Italia, aggredita e sfregiata con l’acido mentre passeggia in centro. Le sue condizioni preoccupano


 

È successo tutto attorno alle 22,30 di ieri, domenica 3 giugno: una donna è stata sfigurata con l’acido, in strada, in corso Giulio Cesare a Torino. È successo ieri sera intorno alle 22.30. La vittima ha circa 20 anni e secondo prime testimonianze si tratterebbe di una donna africana, non meglio specificabile. I testimoni che hanno dato l’allarme raccontano che ad aggredirla sarebbe stata un’altra donna, più o meno della stessa età e forse anche della sua stessa nazionalità. La ragazza è stata subito soccorsa da un’ambulanza del 118 che stava rientrando al Giovanni Bosco e che l’ha trasportata a Cto. Le sue condizioni sono apparse subito molto gravi: l’acido, infatti, le ha procurato ustioni Le condizioni della donna sono apparse subito gravi: 90 giorni di prognosi per ustioni sul 20 per del corpo, soprattutto volto braccia e torace. (Continua dopo la foto)

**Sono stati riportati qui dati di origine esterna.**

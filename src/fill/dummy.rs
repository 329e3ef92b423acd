//! Random-value corpus for the dummy-values mode.
//!
//! The synthesizer only needs "a plausible literal of this kind for a
//! parameter called X".  [`ValueCorpus`] is that contract;
//! [`LoremCorpus`] implements it with small embedded word lists and a
//! seedable RNG so tests can make the output reproducible.

use rand::rngs::StdRng;
use rand::seq::SliceRandom;
use rand::{Rng, SeedableRng};

/// Source of dummy literal values, keyed by a guessed field name.
pub trait ValueCorpus {
    /// A random integer; parameter names containing "year" get a
    /// plausible year, everything else a four-digit number.
    fn int_for(&mut self, parameter_name: &str) -> i64;
    /// A random word or phrase matching the semantic hint in the name.
    fn string_for(&mut self, parameter_name: &str) -> String;
    /// A random uppercase ASCII letter.
    fn uppercase_letter(&mut self) -> char;
    /// The next value of an incrementing counter.
    fn next_number(&mut self) -> u64;
}

const WORDS: &[&str] = &[
    "lorem", "ipsum", "dolor", "sit", "amet", "consectetur", "adipiscing", "elit", "sed", "do",
    "eiusmod", "tempor", "incididunt", "labore", "dolore", "magna", "aliqua", "enim", "minim",
    "veniam", "quis", "nostrud", "exercitation", "ullamco", "laboris", "nisi", "aliquip",
    "commodo", "consequat", "duis", "aute", "irure", "voluptate", "velit", "esse", "cillum",
    "fugiat", "nulla", "pariatur", "excepteur", "sint", "occaecat", "cupidatat", "proident",
];

const FIRST_NAMES: &[&str] = &[
    "James", "Mary", "Robert", "Patricia", "John", "Jennifer", "Michael", "Linda", "David",
    "Elizabeth", "William", "Barbara", "Richard", "Susan", "Joseph", "Jessica", "Thomas", "Sarah",
];

const LAST_NAMES: &[&str] = &[
    "Smith", "Johnson", "Williams", "Brown", "Jones", "Garcia", "Miller", "Davis", "Rodriguez",
    "Martinez", "Hernandez", "Lopez", "Wilson", "Anderson", "Taylor", "Moore", "Jackson", "O'Neil",
];

const CITIES: &[&str] = &[
    "Springfield", "Riverside", "Fairview", "Madison", "Georgetown", "Salem", "Franklin",
    "Greenville", "Bristol", "Clinton", "Arlington", "Ashland", "Dover", "Oxford", "Milton",
    "Coeur d'Alene", "San Jose", "New Haven",
];

const COUNTRIES: &[&str] = &[
    "Argentina", "Australia", "Austria", "Belgium", "Brazil", "Canada", "Chile", "Denmark",
    "Finland", "France", "Germany", "Iceland", "Ireland", "Italy", "Japan", "Kenya", "Mexico",
    "Norway", "Portugal", "Spain", "Sweden", "United Kingdom",
];

const STATES: &[&str] = &[
    "Alabama", "Alaska", "Arizona", "California", "Colorado", "Delaware", "Florida", "Georgia",
    "Idaho", "Illinois", "Kansas", "Maine", "Montana", "Nevada", "New York", "North Carolina",
    "Oregon", "Texas", "Utah", "Vermont", "Washington", "Wyoming",
];

const DOMAINS: &[&str] = &["example.com", "example.org", "example.net", "mail.test"];

/// Corpus backed by embedded word lists.
pub struct LoremCorpus {
    rng: StdRng,
    counter: u64,
}

impl LoremCorpus {
    pub fn new() -> Self {
        Self {
            rng: StdRng::from_entropy(),
            counter: 0,
        }
    }

    /// A deterministic corpus for reproducible output.
    pub fn seeded(seed: u64) -> Self {
        Self {
            rng: StdRng::seed_from_u64(seed),
            counter: 0,
        }
    }

    fn pick(&mut self, list: &[&'static str]) -> &'static str {
        list.choose(&mut self.rng).copied().unwrap_or("lorem")
    }

    fn digits(&mut self, count: usize) -> String {
        (0..count)
            .map(|_| char::from(b'0' + self.rng.gen_range(0..10u8)))
            .collect()
    }

    fn url(&mut self) -> String {
        let host = self.pick(WORDS);
        let path = self.pick(WORDS);
        format!("https://www.{}.com/{}", host, path)
    }

    fn email(&mut self) -> String {
        let first = self.pick(FIRST_NAMES).to_lowercase();
        let last = self.pick(LAST_NAMES).to_lowercase().replace('\'', "");
        let domain = self.pick(DOMAINS);
        format!("{}.{}@{}", first, last, domain)
    }

    fn phone(&mut self) -> String {
        let area = self.rng.gen_range(200..1000);
        let exchange = self.rng.gen_range(200..1000);
        format!("({}) {}-{}", area, exchange, self.digits(4))
    }

    fn full_name(&mut self) -> String {
        let first = self.pick(FIRST_NAMES);
        let last = self.pick(LAST_NAMES);
        format!("{} {}", first, last)
    }
}

impl Default for LoremCorpus {
    fn default() -> Self {
        Self::new()
    }
}

impl ValueCorpus for LoremCorpus {
    fn int_for(&mut self, parameter_name: &str) -> i64 {
        if parameter_name.to_lowercase().contains("year") {
            self.rng.gen_range(1980..=2023)
        } else {
            self.rng.gen_range(1111..=9999)
        }
    }

    fn string_for(&mut self, parameter_name: &str) -> String {
        let name = parameter_name.to_lowercase();
        if name.contains("url") {
            self.url()
        } else if name.contains("city") {
            self.pick(CITIES).to_string()
        } else if name.contains("country") {
            self.pick(COUNTRIES).to_string()
        } else if name.contains("email") {
            self.email()
        } else if name.contains("phone") {
            self.phone()
        } else if name.contains("state") {
            self.pick(STATES).to_string()
        } else if name.contains("zip") {
            self.digits(5)
        } else if name.contains("name") {
            self.full_name()
        } else {
            self.pick(WORDS).to_string()
        }
    }

    fn uppercase_letter(&mut self) -> char {
        char::from(self.rng.gen_range(b'A'..=b'Z'))
    }

    fn next_number(&mut self) -> u64 {
        let n = self.counter;
        self.counter += 1;
        n
    }
}

/// Escape text for use inside a Kotlin string literal.
pub fn escape_string_literal(text: &str) -> String {
    let mut out = String::with_capacity(text.len());
    for ch in text.chars() {
        match ch {
            '\\' => out.push_str("\\\\"),
            '"' => out.push_str("\\\""),
            '$' => out.push_str("\\$"),
            '\n' => out.push_str("\\n"),
            _ => out.push(ch),
        }
    }
    out
}

#[cfg(test)]
mod tests {
    use super::*;

    fn corpus() -> LoremCorpus {
        LoremCorpus::seeded(42)
    }

    #[test]
    fn ints_are_four_digit_numbers() {
        let mut c = corpus();
        for _ in 0..1000 {
            let n = c.int_for("count");
            assert!((1111..=9999).contains(&n), "{} out of range", n);
        }
    }

    #[test]
    fn year_like_ints() {
        let mut c = corpus();
        for _ in 0..1000 {
            let n = c.int_for("birthYear");
            assert!((1980..=2023).contains(&n), "{} is not a plausible year", n);
        }
    }

    #[test]
    fn generic_strings_are_single_words() {
        let mut c = corpus();
        for _ in 0..200 {
            let s = c.string_for("");
            assert!(!s.is_empty() && s.chars().all(|ch| ch.is_ascii_alphanumeric()), "{}", s);
        }
    }

    #[test]
    fn url_strings() {
        let mut c = corpus();
        for _ in 0..200 {
            let s = c.string_for("homepageUrl");
            assert!(s.starts_with("https://") && s[8..].contains('/'), "{}", s);
        }
    }

    #[test]
    fn email_strings() {
        let mut c = corpus();
        for _ in 0..200 {
            let s = c.string_for("email");
            let (local, domain) = s.split_once('@').expect("missing @");
            assert!(!local.is_empty() && domain.contains('.'), "{}", s);
            assert_eq!(s, s.to_lowercase());
        }
    }

    #[test]
    fn phone_strings() {
        let mut c = corpus();
        for _ in 0..200 {
            let s = c.string_for("phone");
            assert!(s.starts_with('('), "{}", s);
            let (area, rest) = s[1..].split_once(") ").expect("missing area code");
            let (exchange, line) = rest.split_once('-').expect("missing dash");
            for part in [area, exchange, line] {
                assert!(part.chars().all(|ch| ch.is_ascii_digit()), "{}", s);
            }
        }
    }

    #[test]
    fn zip_codes_have_five_digits() {
        let mut c = corpus();
        for _ in 0..200 {
            let s = c.string_for("zipCode");
            assert_eq!(s.len(), 5);
            assert!(s.chars().all(|ch| ch.is_ascii_digit()));
        }
    }

    #[test]
    fn names_have_first_and_last_part() {
        let mut c = corpus();
        for _ in 0..200 {
            let s = c.string_for("name");
            assert!(s.contains(' '), "{}", s);
        }
    }

    #[test]
    fn capitalized_places() {
        let mut c = corpus();
        for hint in ["city", "country", "state"] {
            for _ in 0..50 {
                let s = c.string_for(hint);
                assert!(s.chars().next().is_some_and(|ch| ch.is_ascii_uppercase()), "{}", s);
            }
        }
    }

    #[test]
    fn letters_are_uppercase() {
        let mut c = corpus();
        for _ in 0..1000 {
            assert!(c.uppercase_letter().is_ascii_uppercase());
        }
    }

    #[test]
    fn counter_increments() {
        let mut c = corpus();
        assert_eq!(c.next_number(), 0);
        assert_eq!(c.next_number(), 1);
        assert_eq!(c.next_number(), 2);
    }

    #[test]
    fn escapes_string_literals() {
        assert_eq!(escape_string_literal("O'Neil"), "O'Neil");
        assert_eq!(escape_string_literal("a\"b$c\\"), "a\\\"b\\$c\\\\");
    }
}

Sul posto sono intervenuti i carabinieri che ora indagano per rintracciare la donna che l’ha aggredita. La giovane vittima potrebbe essere una prostituta, o almeno questo è quello che hanno raccontato alcuni testimoni ascoltati già in serata. L’aggressione dunque potrebbe essere una vendetta sentimentale oppure un regolamento di conti. L’allarme è stato dato da alcuni passanti. Hanno visto una donna aggredire una ragazza in corso Giulio Cesare. Addosso alla vittima è stato gettato addosso dell’acido e lei è subito caduta a terra urlando. Proprio in quel momento stava passando un’ambulanza del 118, diretta al San Giovanni Bosco, che è stata fermata e ha immediatamente soccorso la vittima. (Continua dopo le foto)





 


Le indagini sul caso stanno indagando i carabinieri, che hanno già ascoltato alcuni testimoni, anche loro extracomunitari. Per ora chi ha assistito alla scena non ha saputo fornire ulteriori dettagli. Dai primi accertamenti è emerso che la giovane fosse conosciuta nel quartiere come prostituta. Tra le ipotesi al vaglio degli investigatori c’è anche quella della vendetta da parte di una collega. La donna che avrebbe versato l’acido, in ogni caso, non è ancora stata rintracciata.